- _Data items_

● ● ● ● ● ● ●

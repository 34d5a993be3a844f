//! Runtime configuration for the sweep engine.
//!
//! Everything the engine treats as a tunable - service URLs, the request
//! timeout, the listing page cap, the generic-folder denylist, and the video
//! extension set - lives here and is passed in at construction so tests can
//! point the engine at fake endpoints.

use std::env;
use std::fs;
use std::path::PathBuf;
use std::time::Duration;

use anyhow::{Context, Result};

use crate::services::file_utils::VIDEO_EXTENSIONS;

/// Folder names too generic to use as a torrent search term. When a scene's
/// parent folder matches one of these (case-insensitive), the matcher falls
/// back to the file's basename instead.
pub const GENERIC_FOLDERS: &[&str] = &[
    "downloads",
    "download",
    "torrents",
    "torrent",
    "media",
    "videos",
    "movies",
    "tv",
    "complete",
    "completed",
    "files",
    "seeding",
    "unsorted",
    "rd",
    "realdebrid",
    "real-debrid",
];

/// Configuration loaded from environment variables, with defaults matching a
/// local Stash install and the public Real-Debrid API.
#[derive(Debug, Clone)]
pub struct Config {
    /// Stash GraphQL endpoint
    pub stash_url: String,

    /// Stash API key; when unset, a single `api_key:` line is parsed out of
    /// the Stash config file as a fallback
    pub stash_api_key: Option<String>,

    /// Stash config file used for the API key fallback
    pub stash_config_path: PathBuf,

    /// Real-Debrid REST base URL
    pub debrid_api_url: String,

    /// Plugin id under which the Real-Debrid token is stored in Stash's
    /// plugin configuration
    pub plugin_id: String,

    /// Bounded timeout applied to every HTTP call; there are no retries
    pub request_timeout: Duration,

    /// Page size cap for the single torrent listing call
    pub torrent_page_limit: u32,

    /// Denylist of generic root-folder labels (§ matcher fallback)
    pub generic_folders: Vec<String>,

    /// Recognized video container extensions (lowercase, with dot)
    pub video_extensions: Vec<String>,
}

impl Config {
    /// Load configuration from environment variables
    pub fn from_env() -> Result<Self> {
        let stash_config_path = env::var("STASH_CONFIG_PATH")
            .map(PathBuf::from)
            .unwrap_or_else(|_| {
                dirs::home_dir()
                    .unwrap_or_else(|| PathBuf::from("."))
                    .join(".stash/config.yml")
            });

        Ok(Self {
            stash_url: env::var("STASH_URL")
                .unwrap_or_else(|_| "http://localhost:9999/graphql".to_string()),

            stash_api_key: env::var("STASH_API_KEY").ok(),

            stash_config_path,

            debrid_api_url: env::var("REAL_DEBRID_API_URL")
                .unwrap_or_else(|_| "https://api.real-debrid.com/rest/1.0".to_string()),

            plugin_id: env::var("SWEEP_PLUGIN_ID")
                .unwrap_or_else(|_| "realDebridDeleter".to_string()),

            request_timeout: Duration::from_secs(
                env::var("SWEEP_REQUEST_TIMEOUT_SECS")
                    .unwrap_or_else(|_| "30".to_string())
                    .parse()
                    .context("Invalid SWEEP_REQUEST_TIMEOUT_SECS")?,
            ),

            torrent_page_limit: env::var("SWEEP_TORRENT_PAGE_LIMIT")
                .unwrap_or_else(|_| "100".to_string())
                .parse()
                .context("Invalid SWEEP_TORRENT_PAGE_LIMIT")?,

            generic_folders: GENERIC_FOLDERS.iter().map(|s| s.to_string()).collect(),

            video_extensions: VIDEO_EXTENSIONS.iter().map(|s| s.to_string()).collect(),
        })
    }

    /// Resolve the Stash API key: environment first, then a single `api_key:`
    /// line parsed out of the Stash config file.
    pub fn resolve_stash_api_key(&self) -> Option<String> {
        if let Some(key) = &self.stash_api_key {
            return Some(key.clone());
        }

        let contents = fs::read_to_string(&self.stash_config_path).ok()?;
        contents.lines().find_map(|line| {
            let line = line.trim();
            let value = line.strip_prefix("api_key:")?.trim();
            if value.is_empty() {
                None
            } else {
                Some(value.trim_matches('"').to_string())
            }
        })
    }
}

● ● ● ● ● ● ●

- _WORK REQUEST_
Reproduce each entry from the records above, character for character.

- _ANSWER SPACE_
repository 34d5a993be3a844f
//! Runtime configuration for the sweep engine.
//!
//! Everything the engine treats as a tunable - service URLs, the request
//! timeout, the listing page cap, the generic-folder denylist, and the video
//! extension set - lives here and is passed in at construction so tests can
//! point the engine at fake endpoints.

use std::env;
use std::fs;
use std::path::PathBuf;
use std::time::Duration;

use anyhow::{Context, Result};

use crate::services::file_utils::VIDEO_EXTENSIONS;

/// Folder names too generic to use as a torrent search term. When a scene's
/// parent folder matches one of these (case-insensitive), the matcher falls
/// back to the file's basename instead.
pub const GENERIC_FOLDERS: &[&str] = &[
    "downloads",
    "download",
    "torrents",
    "torrent",
    "media",
    "videos",
    "movies",
    "tv",
    "complete",
    "completed",
    "files",
    "seeding",
    "unsorted",
    "rd",
    "realdebrid",
    "real-debrid",
];

/// Configuration loaded from environment variables, with defaults matching a
/// local Stash install and the public Real-Debrid API.
#[derive(Debug, Clone)]
pub struct Config {
    /// Stash GraphQL endpoint
    pub stash_url: String,

    /// Stash API key; when unset, a single `api_key:` line is parsed out of
    /// the Stash config file as a fallback
    pub stash_api_key: Option<String>,

    /// Stash config file used for the API key fallback
    pub stash_config_path: PathBuf,

    /// Real-Debrid REST base URL
    pub debrid_api_url: String,

    /// Plugin id under which the Real-Debrid token is stored in Stash's
    /// plugin configuration
    pub plugin_id: String,

    /// Bounded timeout applied to every HTTP call; there are no retries
    pub request_timeout: Duration,

    /// Page size cap for the single torrent listing call
    pub torrent_page_limit: u32,

    /// Denylist of generic root-folder labels (§ matcher fallback)
    pub generic_folders: Vec<String>,

    /// Recognized video container extensions (lowercase, with dot)
    pub video_extensions: Vec<String>,
}

impl Config {
    /// Load configuration from environment variables
    pub fn from_env() -> Result<Self> {
        let stash_config_path = env::var("STASH_CONFIG_PATH")
            .map(PathBuf::from)
            .unwrap_or_else(|_| {
                dirs::home_dir()
                    .unwrap_or_else(|| PathBuf::from("."))
                    .join(".stash/config.yml")
            });

        Ok(Self {
            stash_url: env::var("STASH_URL")
                .unwrap_or_else(|_| "http://localhost:9999/graphql".to_string()),

            stash_api_key: env::var("STASH_API_KEY").ok(),

            stash_config_path,

            debrid_api_url: env::var("REAL_DEBRID_API_URL")
                .unwrap_or_else(|_| "https://api.real-debrid.com/rest/1.0".to_string()),

            plugin_id: env::var("SWEEP_PLUGIN_ID")
                .unwrap_or_else(|_| "realDebridDeleter".to_string()),

            request_timeout: Duration::from_secs(
                env::var("SWEEP_REQUEST_TIMEOUT_SECS")
                    .unwrap_or_else(|_| "30".to_string())
                    .parse()
                    .context("Invalid SWEEP_REQUEST_TIMEOUT_SECS")?,
            ),

            torrent_page_limit: env::var("SWEEP_TORRENT_PAGE_LIMIT")
                .unwrap_or_else(|_| "100".to_string())
                .parse()
                .context("Invalid SWEEP_TORRENT_PAGE_LIMIT")?,

            generic_folders: GENERIC_FOLDERS.iter().map(|s| s.to_string()).collect(),

            video_extensions: VIDEO_EXTENSIONS.iter().map(|s| s.to_string()).collect(),
        })
    }

    /// Resolve the Stash API key: environment first, then a single `api_key:`
    /// line parsed out of the Stash config file.
    pub fn resolve_stash_api_key(&self) -> Option<String> {
        if let Some(key) = &self.stash_api_key {
            return Some(key.clone());
        }

        let contents = fs::read_to_string(&self.stash_config_path).ok()?;
        contents.lines().find_map(|line| {
            let line = line.trim();
            let value = line.strip_prefix("api_key:")?.trim();
            if value.is_empty() {
                None
            } else {
                Some(value.trim_matches('"').to_string())
            }
        })
    }
}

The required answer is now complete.